//! Datasheet constants for the link hardware
//!
//! Every number the calculators consume lives here: the shared geometry and
//! receiver reference conditions, the per-direction emitter constants, and
//! the two sampled spectral tables. Values are transcribed from the emitter
//! and detector datasheets for the bidirectional 10mm air-gap link.

use once_cell::sync::Lazy;

use crate::params::{CommonParams, LinkDirection, LinkParams};
use crate::photometry::SpectralResponse;

/// Constants shared by both hops: the mechanical gap and the receiver
/// reference conditions.
pub static COMMON: Lazy<CommonParams> = Lazy::new(|| CommonParams {
    distance_mm: 10.0,
    detector_side_mm: 10.0,
    dark_current_na: 2.0,
    reference_illuminance_lx: 1000.0,
    reference_current_ma: 1.6,
});

/// Relative emission spectrum of the 660nm red downlink LED
///
/// Manufacturer curve, percent of peak. Red AlGaInP emitters have a
/// slightly asymmetric line with a long-wavelength shoulder.
pub static RED_LED_EMISSION: Lazy<SpectralResponse> = Lazy::new(|| {
    let wavelengths = vec![
        600.0, 610.0, 620.0, 630.0, 640.0, 650.0, 660.0, 670.0, 680.0, 690.0, 700.0, 710.0, 720.0,
    ];
    let responses = vec![
        0.0, 1.0, 3.0, 8.0, 22.0, 60.0, 100.0, 72.0, 35.0, 14.0, 5.0, 2.0, 0.0,
    ];

    SpectralResponse::from_table(wavelengths, responses)
        .expect("Red LED emission curve should be valid")
});

/// Relative emission spectrum of the 525nm green uplink LED
pub static GREEN_LED_EMISSION: Lazy<SpectralResponse> = Lazy::new(|| {
    let wavelengths = vec![
        460.0, 480.0, 500.0, 510.0, 520.0, 530.0, 540.0, 560.0, 580.0, 600.0, 620.0,
    ];
    let responses = vec![
        0.0, 4.0, 35.0, 70.0, 100.0, 88.0, 55.0, 18.0, 6.0, 2.0, 0.0,
    ];

    SpectralResponse::from_table(wavelengths, responses)
        .expect("Green LED emission curve should be valid")
});

/// Relative spectral response of the silicon phototransistor receiver
///
/// Percent of peak; silicon peaks near 850nm and falls off steeply past
/// 1000nm toward the band-gap cutoff.
pub static PHOTOTRANSISTOR_RESPONSE: Lazy<SpectralResponse> = Lazy::new(|| {
    let wavelengths = vec![
        400.0, 450.0, 500.0, 550.0, 600.0, 650.0, 700.0, 750.0, 800.0, 850.0, 900.0, 950.0,
        1000.0, 1050.0, 1100.0,
    ];
    let responses = vec![
        5.0, 12.0, 22.0, 35.0, 48.0, 62.0, 75.0, 86.0, 94.0, 100.0, 97.0, 80.0, 48.0, 18.0, 2.0,
    ];

    SpectralResponse::from_table(wavelengths, responses)
        .expect("Phototransistor response curve should be valid")
});

/// Downlink hop: 660nm red LED driven at its 20mA test current
///
/// Radiant intensity 29mW/sr at 20mA; the PIN photodiode sensitivity is the
/// datasheet value at 660nm.
pub static DOWNLINK: Lazy<LinkParams> = Lazy::new(|| {
    LinkParams::from_common(
        &COMMON,
        LinkDirection::Downlink,
        0.029,
        20.0,
        20.0,
        0.42,
        RED_LED_EMISSION.clone(),
        PHOTOTRANSISTOR_RESPONSE.clone(),
    )
});

/// Uplink hop: 525nm green LED, derated to 10mA to limit remote-side power
///
/// Green emitters are dimmer per steradian and silicon is less sensitive
/// at 525nm, so the uplink budget is the tighter of the two.
pub static UPLINK: Lazy<LinkParams> = Lazy::new(|| {
    LinkParams::from_common(
        &COMMON,
        LinkDirection::Uplink,
        0.012,
        20.0,
        10.0,
        0.33,
        GREEN_LED_EMISSION.clone(),
        PHOTOTRANSISTOR_RESPONSE.clone(),
    )
});

/// Both link directions in worksheet order
pub static ALL_LINKS: Lazy<Vec<&'static LinkParams>> =
    Lazy::new(|| vec![&*DOWNLINK, &*UPLINK]);

#[cfg(test)]
mod tests {
    use super::*;

    #[test]
    fn test_tables_are_valid() {
        // Force every Lazy so a bad table fails loudly here
        assert!(RED_LED_EMISSION.peak() == 100.0);
        assert!(GREEN_LED_EMISSION.peak() == 100.0);
        assert!(PHOTOTRANSISTOR_RESPONSE.peak() == 100.0);
        assert_eq!(ALL_LINKS.len(), 2);
    }

    #[test]
    fn test_led_peaks_at_nominal_wavelengths() {
        assert_eq!(RED_LED_EMISSION.at(660.0), 100.0);
        assert_eq!(GREEN_LED_EMISSION.at(520.0), 100.0);
    }

    #[test]
    fn test_directions_share_common_geometry() {
        assert_eq!(DOWNLINK.distance_mm, UPLINK.distance_mm);
        assert_eq!(DOWNLINK.detector_side_mm, UPLINK.detector_side_mm);
        assert_eq!(DOWNLINK.dark_current_na, UPLINK.dark_current_na);
    }

    #[test]
    fn test_uplink_is_derated() {
        assert!(UPLINK.current_ratio() < DOWNLINK.current_ratio());
        assert!(UPLINK.led_radiant_intensity_w_sr < DOWNLINK.led_radiant_intensity_w_sr);
    }
}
================================
Work to be completed: All lines from the one containing "of the two." through the final line of the listing above are to be reproduced exactly; include both and add nothing.

Solution to this problem:
/// at 525nm, so the uplink budget is the tighter of the two.
pub static UPLINK: Lazy<LinkParams> = Lazy::new(|| {
    LinkParams::from_common(
        &COMMON,
        LinkDirection::Uplink,
        0.012,
        20.0,
        10.0,
        0.33,
        GREEN_LED_EMISSION.clone(),
        PHOTOTRANSISTOR_RESPONSE.clone(),
    )
});

/// Both link directions in worksheet order
pub static ALL_LINKS: Lazy<Vec<&'static LinkParams>> =
    Lazy::new(|| vec![&*DOWNLINK, &*UPLINK]);

#[cfg(test)]
mod tests {
    use super::*;

    #[test]
    fn test_tables_are_valid() {
        // Force every Lazy so a bad table fails loudly here
        assert!(RED_LED_EMISSION.peak() == 100.0);
        assert!(GREEN_LED_EMISSION.peak() == 100.0);
        assert!(PHOTOTRANSISTOR_RESPONSE.peak() == 100.0);
        assert_eq!(ALL_LINKS.len(), 2);
    }

    #[test]
    fn test_led_peaks_at_nominal_wavelengths() {
        assert_eq!(RED_LED_EMISSION.at(660.0), 100.0);
        assert_eq!(GREEN_LED_EMISSION.at(520.0), 100.0);
    }

    #[test]
    fn test_directions_share_common_geometry() {
        assert_eq!(DOWNLINK.distance_mm, UPLINK.distance_mm);
        assert_eq!(DOWNLINK.detector_side_mm, UPLINK.detector_side_mm);
        assert_eq!(DOWNLINK.dark_current_na, UPLINK.dark_current_na);
    }

    #[test]
    fn test_uplink_is_derated() {
        assert!(UPLINK.current_ratio() < DOWNLINK.current_ratio());
        assert!(UPLINK.led_radiant_intensity_w_sr < DOWNLINK.led_radiant_intensity_w_sr);
    }
}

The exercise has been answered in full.